Turns out I can add an in-line throttle control motor (the Trans Am TA1 guys do it with their carbureted 900hp NASCAR motors) and a DBW throttle and, using the strain gauge inputs, get the required auto-blip through the MoTec ECU. So the parts are ordered and the trans has a 5-week build time, but I have plenty of other stuff to do while I wait for parts.

Pappy
 
Wow the aftermarket has come a long way. I had no idea that technology was available.
 
Wow the aftermarket has come a long way. I had no idea that technology was available.

Yeah, pretty neat stuff. Here is a link to 6XD: https://www.6xdgearbox.com/

CNC machined case, and the dog rings are machined so they are not part of the gear(s), so when you round off the teeth on the dog rings you just replace them and not the gear set.

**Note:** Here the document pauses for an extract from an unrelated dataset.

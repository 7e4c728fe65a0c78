mod room_repo;

pub use room_repo::*;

I chose a very close ratio with 1-to-1 5th gear and a .885 sixth gear which gets me to 175 mph @ 7000 rpm. The shifts drop me from 7000 rpm to between 5800 and 5900 rpm, with my peak torque occurring at 5850. My motor is so far back that their best option for shifter placement was still too far back, so they are providing me the C6 linkage that has a shift rod running back to the C6 transaxle mounted gearbox. All I will have to do is shorten the shaft and fab a mount for the shifter where it puts the stick right next to the steering wheel for easy bump shifts. It will take some chassis dyno time to tune the MoTec ECU for proper ignition cut and auto-blip, and you can do that for each gear separately if desired. I'll be damned if I am going to let those pesky DCT-equipped Porsche GT-3s outshift me on the straights like they do to my Viper. LOL Not having to heel-toe in a cramped foot box is a nice side benefit. :drink:
 
Nice. Made in the USA. They must use gforce internals, as I see the word “stock” and that their partner is gforce in the write-up. But, I might have misunderstood. Should be a cool car. :thumbs:
 
Nice. Made in the USA. They must use gforce internals, as I see the word “stock” and that their partner is gforce in the write-up. But, I might have misunderstood. Should be a cool car. :thumbs:

Good eye. The photo of the trans on their website has a sticker that says "G Force Internals" on it.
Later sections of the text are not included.